In Candida albicans-infected resident peritoneal macrophages, activation of group IVA cytosolic phospholipase A(2) (cPLA(2)) by calcium- and mitogen-activated protein kinases triggers the rapid production of prostaglandins I-2 and E-2 through cyclooxygenase (COX)-1 and regulates gene expression by increasing cAMP. In C. albicans-infected cPLA(2)(-/-) or COX-1(-/-) macrophages, expression of Il10, Nr4a2, and Ptgs2 was lower, and expression of Tnf was higher, than in wild type macrophages. Expression was reconstituted with 8-bromo-cAMP, the PKA activator 6-benzoyl-cAMP, and agonists for prostaglandin receptors IP, EP2, and EP4 in infected but not uninfected cPLA(2)(-/-) or COX-1(-/-) macrophages.
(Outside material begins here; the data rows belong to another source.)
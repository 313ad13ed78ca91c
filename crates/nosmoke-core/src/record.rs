//! Record — one timestamped smoking event.
//!
//! Records copy the cigarette's name at the time they are written so that
//! history stays readable after the cigarette is renamed or deleted. The
//! store never checks that `cigarette_id` still exists.

use serde::{Deserialize, Serialize};
use strum::{AsRefStr, Display, EnumString};

use crate::{Error, Result, cigarette::Cigarette, entry::Collection};

/// What happened to the cigarette.
#[derive(
  Debug,
  Clone,
  Copy,
  PartialEq,
  Eq,
  Hash,
  Default,
  Serialize,
  Deserialize,
  Display,
  EnumString,
  AsRefStr,
)]
#[serde(rename_all = "lowercase")]
#[strum(serialize_all = "lowercase")]
pub enum RecordKind {
  /// Smoked by the user.
  #[default]
  Smoke,
  /// Given away to someone else.
  Share,
}

#[derive(Debug, Clone, PartialEq, Serialize, Deserialize)]
pub struct Record {
  /// Assigned by the store on insert; `None` until then.
  pub id:             Option<i64>,
  pub cigarette_id:   i64,
  /// Copy of the cigarette's name when the record was written.
  pub cigarette_name: String,
  pub kind:           RecordKind,
  /// Cost attributed to this event, if known.
  pub price:          Option<f64>,
  /// When the event happened, in epoch milliseconds. May be backdated.
  pub timestamp:      i64,
  /// When the record was written, in epoch milliseconds.
  pub created_at:     i64,
}

impl Record {
  /// A not-yet-persisted record with no price.
  pub fn new(
    cigarette_id: i64,
    cigarette_name: impl Into<String>,
    kind: RecordKind,
    timestamp: i64,
    created_at: i64,
  ) -> Self {
    Self {
      id: None,
      cigarette_id,
      cigarette_name: cigarette_name.into(),
      kind,
      price: None,
      timestamp,
      created_at,
    }
  }

  /// A record for one unit of a persisted `cigarette`, priced at its unit
  /// price.
  pub fn for_cigarette(
    cigarette: &Cigarette,
    kind: RecordKind,
    timestamp: i64,
    created_at: i64,
  ) -> Result<Self> {
    let cigarette_id = cigarette
      .id
      .ok_or(Error::MissingId(Collection::Cigarettes))?;

    Ok(Self {
      price: cigarette.unit_price(),
      ..Self::new(cigarette_id, &*cigarette.name, kind, timestamp, created_at)
    })
  }
}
In C. albicans-infected cPLA(2)(+/+) macrophages, COX-2 expression was blocked by IP, EP2, and EP4 receptor antagonists, indicating a role for both prostaglandin I-2 and E-2. Activation of ERKs and p38, but not JNKs, by C. albicans acted synergistically with prostaglandins to induce expression of Il10, Nr4a2, and Ptgs2. Tnf expression required activation of ERKs and p38 but was suppressed by cAMP. Results using cAMP analogues that activate PKA or Epacs suggested that cAMP regulates gene expression through PKA. However, phosphorylation of cAMP-response element-binding protein (CREB), the cAMP-regulated transcription factor involved in Il10, Nr4a2, Ptgs2, and Tnf expression, was not mediated by cAMP/PKA because it was similar in C. albicans-infected wild type and cPLA(2)(-/-) or COX-1(-/-) macrophages. CREB phosphorylation was blocked by p38 inhibitors and induced by the p38 activator anisomycin but not by the PKA activator 6-benzoyl-cAMP. Therefore, MAPK activation in C. albicans-infected macrophages plays a dual role by promoting the cPLA(2)/prostaglandin/cAMP/PKA pathway and CREB phosphorylation that coordinately regulate immediate early gene expression.